_ACTIVITY_.
Print each line from the start of the records below up through the line where "use http_client::HttpClient;" is found, exactly as given.

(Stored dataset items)
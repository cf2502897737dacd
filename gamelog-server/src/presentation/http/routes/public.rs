use axum::{Router, routing::get};

use crate::presentation::AppState;
use crate::presentation::http::handlers::categories::list_categories;
use crate::presentation::http::handlers::posts::{get_post, list_posts};
use crate::presentation::http::handlers::stats::get_stats;

pub(crate) fn router() -> Router<AppState> {
    Router::new()
        .route("/posts", get(list_posts))
        .route("/posts/{id}", get(get_post))
        .route("/categories", get(list_categories))
        .route("/stats", get(get_stats))
}
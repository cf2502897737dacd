//! Client library for the gamelog REST API.
//!
//! `GameLogClient` keeps the JWT returned by `register`/`login` and sends it
//! with every write operation.
#![warn(missing_docs)]

mod error;
mod http_client;
mod models;

pub use error::{GameLogClientError, GameLogClientResult};
pub use models::{
    AuthResponse, Category, CategoryRef, CategorySummary, GameStatus, ListPostsQuery,
    ListPostsResponse, PlayLog, Post, PostDetail, PostInput, Stats, User,
};

use http_client::HttpClient;

#[derive(Debug, Clone)]
/// Client for a gamelog server.
pub struct GameLogClient {
    http: HttpClient,
    token: Option<String>,
}

impl GameLogClient {
    /// Creates a client for a server base URL such as `http://127.0.0.1:8080`.
    pub fn new(base_url: impl Into<String>) -> GameLogClientResult<Self> {
        Ok(Self {
            http: HttpClient::new(base_url)?,
            token: None,
        })
    }

    /// Sets the JWT explicitly, e.g. one restored from disk.
    pub fn set_token(&mut self, token: impl Into<String>) {
        self.token = Some(token.into());
    }

    /// Returns the current JWT, if any.
    pub fn get_token(&self) -> Option<&str> {
        self.token.as_deref()
    }

    /// Forgets the stored JWT.
    pub fn clear_token(&mut self) {
        self.token = None;
    }

    /// Registers an account and keeps the returned token.
    pub async fn register(
        &mut self,
        email: &str,
        password: &str,
    ) -> GameLogClientResult<AuthResponse> {
        let result = self.http.register(email, password).await?;
        self.token = Some(result.access_token.clone());
        Ok(result)
    }

    /// Logs in and keeps the returned token.
    pub async fn login(
        &mut self,
        email: &str,
        password: &str,
    ) -> GameLogClientResult<AuthResponse> {
        let result = self.http.login(email, password).await?;
        self.token = Some(result.access_token.clone());
        Ok(result)
    }

    /// Lists posts matching the filters, newest first.
    pub async fn list_posts(
        &self,
        query: &ListPostsQuery,
    ) -> GameLogClientResult<ListPostsResponse> {
        self.http.list_posts(query).await
    }

    /// Returns a post with its categories and play logs.
    pub async fn get_post(&self, id: i64) -> GameLogClientResult<PostDetail> {
        self.http.get_post(id).await
    }

    /// Creates a post. Requires a token.
    pub async fn create_post(&self, input: &PostInput) -> GameLogClientResult<Post> {
        let token = self.require_token()?;
        self.http.create_post(token, input).await
    }

    /// Replaces every field and the category set of a post. Requires a token.
    pub async fn update_post(&self, id: i64, input: &PostInput) -> GameLogClientResult<Post> {
        let token = self.require_token()?;
        self.http.update_post(token, id, input).await
    }

    /// Deletes a post with its play logs and returns the server's
    /// confirmation. Requires a token.
    pub async fn delete_post(&self, id: i64) -> GameLogClientResult<String> {
        let token = self.require_token()?;
        self.http.delete_post(token, id).await
    }

    /// Lists categories with their post counts, newest first.
    pub async fn list_categories(&self) -> GameLogClientResult<Vec<CategorySummary>> {
        self.http.list_categories().await
    }

    /// Creates a category. Requires a token.
    pub async fn create_category(&self, name: &str) -> GameLogClientResult<Category> {
        let token = self.require_token()?;
        self.http.create_category(token, name).await
    }

    /// Renames a category. Requires a token.
    pub async fn rename_category(&self, id: i64, name: &str) -> GameLogClientResult<Category> {
        let token = self.require_token()?;
        self.http.rename_category(token, id, name).await
    }

    /// Deletes a category; linked posts are kept. Requires a token.
    pub async fn delete_category(&self, id: i64) -> GameLogClientResult<String> {
        let token = self.require_token()?;
        self.http.delete_category(token, id).await
    }

    /// Adds a diary entry to a post. Requires a token.
    pub async fn add_play_log(&self, post_id: i64, content: &str) -> GameLogClientResult<PlayLog> {
        let token = self.require_token()?;
        self.http.add_play_log(token, post_id, content).await
    }

    /// Returns library statistics.
    pub async fn stats(&self) -> GameLogClientResult<Stats> {
        self.http.stats().await
    }

    fn require_token(&self) -> GameLogClientResult<&str> {
        self.token
            .as_deref()
            .ok_or(GameLogClientError::Unauthorized)
    }
}

#[cfg(test)]
mod tests {
    use super::{GameLogClient, GameLogClientError, PostInput};

    #[tokio::test]
    async fn writes_without_token_fail_before_sending() {
        let client = GameLogClient::new("http://127.0.0.1:9").expect("client must build");

        let err = client
            .create_post(&PostInput::default())
            .await
            .expect_err("must require token");
        assert!(matches!(err, GameLogClientError::Unauthorized));

        let err = client
            .delete_category(1)
            .await
            .expect_err("must require token");
        assert!(matches!(err, GameLogClientError::Unauthorized));
    }

    #[test]
    fn token_can_be_set_and_cleared() {
        let mut client = GameLogClient::new("http://127.0.0.1:8080").expect("client must build");
        assert!(client.get_token().is_none());

        client.set_token("abc");
        assert_eq!(client.get_token(), Some("abc"));

        client.clear_token();
        assert!(client.get_token().is_none());
    }
}
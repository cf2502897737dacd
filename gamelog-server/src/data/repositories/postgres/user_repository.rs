use async_trait::async_trait;
use chrono::{DateTime, Utc};
use sqlx::PgPool;
use tracing::error;

use crate::data::user_repository::{NewUser, UserCredentials, UserRepository};
use crate::domain::error::DomainError;
use crate::domain::user::User;

#[derive(Debug, Clone)]
pub(crate) struct PostgresUserRepository {
    pool: PgPool,
}

impl PostgresUserRepository {
    pub(crate) fn new(pool: PgPool) -> Self {
        Self { pool }
    }
}

#[derive(sqlx::FromRow)]
struct UserRow {
    id: i64,
    email: String,
    created_at: DateTime<Utc>,
}

#[derive(sqlx::FromRow)]
struct UserCredentialsRow {
    id: i64,
    email: String,
    password_hash: String,
    created_at: DateTime<Utc>,
}

#[async_trait]
impl UserRepository for PostgresUserRepository {
    async fn create_user(&self, input: NewUser) -> Result<User, DomainError> {
        let row = sqlx::query_as::<_, UserRow>(
            r#"
            INSERT INTO users (email, password_hash)
            VALUES ($1, $2)
            RETURNING id, email, created_at
            "#,
        )
        .bind(&input.email)
        .bind(&input.password_hash)
        .fetch_one(&self.pool)
        .await
        .map_err(map_user_db_error)?;

        User::new(row.id, row.email, row.created_at)
            .map_err(|err| DomainError::Unexpected(err.to_string()))
    }

    async fn find_by_email(&self, email: &str) -> Result<Option<UserCredentials>, DomainError> {
        let row = sqlx::query_as::<_, UserCredentialsRow>(
            r#"
            SELECT id, email, password_hash, created_at
            FROM users
            WHERE email = $1
            "#,
        )
        .bind(email)
        .fetch_optional(&self.pool)
        .await
        .map_err(map_user_db_error)?;

        row.map(|r| {
            let user = User::new(r.id, r.email, r.created_at)
                .map_err(|err| DomainError::Unexpected(err.to_string()))?;
            Ok(UserCredentials {
                user,
                password_hash: r.password_hash,
            })
        })
        .transpose()
    }
}

fn map_user_db_error(err: sqlx::Error) -> DomainError {
    if let sqlx::Error::Database(db_err) = &err
        && db_err.code().as_deref() == Some("23505")
    {
        return DomainError::AlreadyExists("email".to_string());
    }
    error!(error = %err, "user query failed");
    DomainError::Unexpected(err.to_string())
}
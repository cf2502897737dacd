pub(crate) mod category_repository;
pub(crate) mod play_log_repository;
pub(crate) mod post_repository;
pub(crate) mod user_repository;
use std::fmt;
use std::str::FromStr;

use chrono::{DateTime, Utc};
use serde::{Deserialize, Serialize};

use super::category::CategoryRef;
use super::error::DomainError;
use super::image_host::ImageHostPolicy;
use super::play_log::PlayLog;

pub(crate) const MAX_TITLE_LEN: usize = 255;
pub(crate) const MAX_RATING: i64 = 5;

/// Where a game sits in the backlog.
#[derive(Debug, Clone, Copy, PartialEq, Eq, Hash, Default, Serialize, Deserialize)]
#[serde(rename_all = "SCREAMING_SNAKE_CASE")]
pub(crate) enum GameStatus {
    #[default]
    Unplayed,
    Playing,
    Completed,
    Perfect,
}

impl GameStatus {
    pub(crate) const ALL: [GameStatus; 4] = [
        GameStatus::Unplayed,
        GameStatus::Playing,
        GameStatus::Completed,
        GameStatus::Perfect,
    ];

    pub(crate) fn as_str(self) -> &'static str {
        match self {
            GameStatus::Unplayed => "UNPLAYED",
            GameStatus::Playing => "PLAYING",
            GameStatus::Completed => "COMPLETED",
            GameStatus::Perfect => "PERFECT",
        }
    }
}

impl fmt::Display for GameStatus {
    fn fmt(&self, f: &mut fmt::Formatter<'_>) -> fmt::Result {
        f.write_str(self.as_str())
    }
}

impl FromStr for GameStatus {
    type Err = DomainError;

    fn from_str(raw: &str) -> Result<Self, Self::Err> {
        let raw = raw.trim();
        GameStatus::ALL
            .into_iter()
            .find(|status| status.as_str().eq_ignore_ascii_case(raw))
            .ok_or_else(|| {
                DomainError::validation(
                    "status",
                    "must be one of UNPLAYED, PLAYING, COMPLETED, PERFECT",
                )
            })
    }
}

#[derive(Debug, Clone, Serialize, Deserialize)]
pub(crate) struct Post {
    pub(crate) id: i64,
    pub(crate) title: String,
    pub(crate) content: String,
    pub(crate) cover_image_url: Option<String>,
    pub(crate) status: GameStatus,
    pub(crate) play_time: i32,
    pub(crate) rating: i16,
    pub(crate) categories: Vec<CategoryRef>,
    pub(crate) created_at: DateTime<Utc>,
    pub(crate) updated_at: DateTime<Utc>,
}

impl Post {
    /// Checks invariants on a post loaded from storage.
    pub(crate) fn validated(self) -> Result<Self, DomainError> {
        if self.id <= 0 {
            return Err(DomainError::validation("id", "must be > 0"));
        }
        normalize_title(&self.title)?;
        validate_play_time(i64::from(self.play_time))?;
        validate_rating(i64::from(self.rating))?;
        if self.updated_at < self.created_at {
            return Err(DomainError::validation(
                "updated_at",
                "must be >= created_at",
            ));
        }
        Ok(self)
    }

    pub(crate) fn has_category(&self, category_id: i64) -> bool {
        self.categories.iter().any(|category| category.id == category_id)
    }
}

/// Post together with its diary, newest entry first.
#[derive(Debug, Clone)]
pub(crate) struct PostDetail {
    pub(crate) post: Post,
    pub(crate) play_logs: Vec<PlayLog>,
}

/// Body of both create and full-replace update.
#[derive(Debug, Clone)]
pub(crate) struct PostRequest {
    pub(crate) title: String,
    pub(crate) content: String,
    pub(crate) cover_image_url: Option<String>,
    pub(crate) status: GameStatus,
    pub(crate) play_time: i64,
    pub(crate) rating: i64,
    pub(crate) category_ids: Vec<i64>,
}

/// A write request that passed validation; numeric fields are narrowed to
/// their storage types.
#[derive(Debug, Clone, PartialEq)]
pub(crate) struct ValidPost {
    pub(crate) title: String,
    pub(crate) content: String,
    pub(crate) cover_image_url: Option<String>,
    pub(crate) status: GameStatus,
    pub(crate) play_time: i32,
    pub(crate) rating: i16,
    pub(crate) category_ids: Vec<i64>,
}

impl PostRequest {
    pub(crate) fn validate(self, images: &ImageHostPolicy) -> Result<ValidPost, DomainError> {
        let title = normalize_title(&self.title)?;
        let play_time = validate_play_time(self.play_time)?;
        let rating = validate_rating(self.rating)?;

        let cover_image_url = match self.cover_image_url.as_deref().map(str::trim) {
            None | Some("") => None,
            Some(url) => Some(images.check_url(url)?),
        };

        let mut category_ids = Vec::with_capacity(self.category_ids.len());
        for id in self.category_ids {
            if id <= 0 {
                return Err(DomainError::validation("category_ids", "ids must be > 0"));
            }
            if !category_ids.contains(&id) {
                category_ids.push(id);
            }
        }

        Ok(ValidPost {
            title,
            content: self.content.trim().to_string(),
            cover_image_url,
            status: self.status,
            play_time,
            rating,
            category_ids,
        })
    }
}

fn normalize_title(title: &str) -> Result<String, DomainError> {
    let title = title.trim();
    if title.is_empty() || title.chars().count() > MAX_TITLE_LEN {
        return Err(DomainError::validation("title", "must be 1..255 chars"));
    }
    Ok(title.to_string())
}

fn validate_play_time(minutes: i64) -> Result<i32, DomainError> {
    if minutes < 0 {
        return Err(DomainError::validation("play_time", "must be >= 0"));
    }
    i32::try_from(minutes).map_err(|_| DomainError::validation("play_time", "is too large"))
}

fn validate_rating(rating: i64) -> Result<i16, DomainError> {
    if !(0..=MAX_RATING).contains(&rating) {
        return Err(DomainError::validation("rating", "must be 0..5"));
    }
    // 0..=5 always fits
    Ok(rating as i16)
}
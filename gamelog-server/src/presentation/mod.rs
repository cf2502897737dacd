use std::sync::Arc;

use crate::application::auth_service::AuthService;
use crate::application::category_service::CategoryService;
use crate::application::play_log_service::PlayLogService;
use crate::application::post_service::PostService;
use crate::infrastructure::jwt::JwtService;

pub(crate) mod http;
pub(crate) mod openapi;

#[derive(Clone)]
pub(crate) struct AppState {
    pub(crate) auth_service: Arc<AuthService>,
    pub(crate) post_service: Arc<PostService>,
    pub(crate) category_service: Arc<CategoryService>,
    pub(crate) play_log_service: Arc<PlayLogService>,
    pub(crate) jwt: Arc<JwtService>,
}

impl AppState {
    pub(crate) fn new(
        auth_service: Arc<AuthService>,
        post_service: Arc<PostService>,
        category_service: Arc<CategoryService>,
        play_log_service: Arc<PlayLogService>,
        jwt: Arc<JwtService>,
    ) -> Self {
        Self {
            auth_service,
            post_service,
            category_service,
            play_log_service,
            jwt,
        }
    }
}
use serde::Serialize;
use utoipa::ToSchema;

pub(crate) mod auth;
pub(crate) mod categories;
pub(crate) mod play_logs;
pub(crate) mod posts;
pub(crate) mod stats;

/// Acknowledgement returned by delete endpoints.
#[derive(Debug, Serialize, ToSchema)]
pub(crate) struct MessageDto {
    pub(crate) message: String,
}

impl MessageDto {
    pub(crate) fn deleted(name: &str) -> Self {
        Self {
            message: format!("deleted \"{name}\""),
        }
    }
}
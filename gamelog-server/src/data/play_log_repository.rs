use async_trait::async_trait;

use crate::domain::error::DomainError;
use crate::domain::play_log::PlayLog;

#[derive(Debug, Clone)]
pub(crate) struct NewPlayLog {
    pub(crate) post_id: i64,
    pub(crate) content: String,
}

#[async_trait]
pub(crate) trait PlayLogRepository: Send + Sync {
    /// Fails with `NotFound` when the post does not exist.
    async fn create_play_log(&self, input: NewPlayLog) -> Result<PlayLog, DomainError>;
    /// Entries of one post, newest first.
    async fn list_for_post(&self, post_id: i64) -> Result<Vec<PlayLog>, DomainError>;
}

_WRITTEN SOLUTION_.
repository cf2502897737dacd
filename gamelog-server/src/presentation/http/routes/public.rs
use axum::{Router, routing::get};

use crate::presentation::AppState;
use crate::presentation::http::handlers::categories::list_categories;
use crate::presentation::http::handlers::posts::{get_post, list_posts};
use crate::presentation::http::handlers::stats::get_stats;

pub(crate) fn router() -> Router<AppState> {
    Router::new()
        .route("/posts", get(list_posts))
        .route("/posts/{id}", get(get_post))
        .route("/categories", get(list_categories))
        .route("/stats", get(get_stats))
}
repository cf2502897737dacd
//! Client library for the gamelog REST API.
//!
//! `GameLogClient` keeps the JWT returned by `register`/`login` and sends it
//! with every write operation.
#![warn(missing_docs)]

mod error;
mod http_client;
mod models;

pub use error::{GameLogClientError, GameLogClientResult};
pub use models::{
    AuthResponse, Category, CategoryRef, CategorySummary, GameStatus, ListPostsQuery,
    ListPostsResponse, PlayLog, Post, PostDetail, PostInput, Stats, User,
};

use http_client::HttpClient;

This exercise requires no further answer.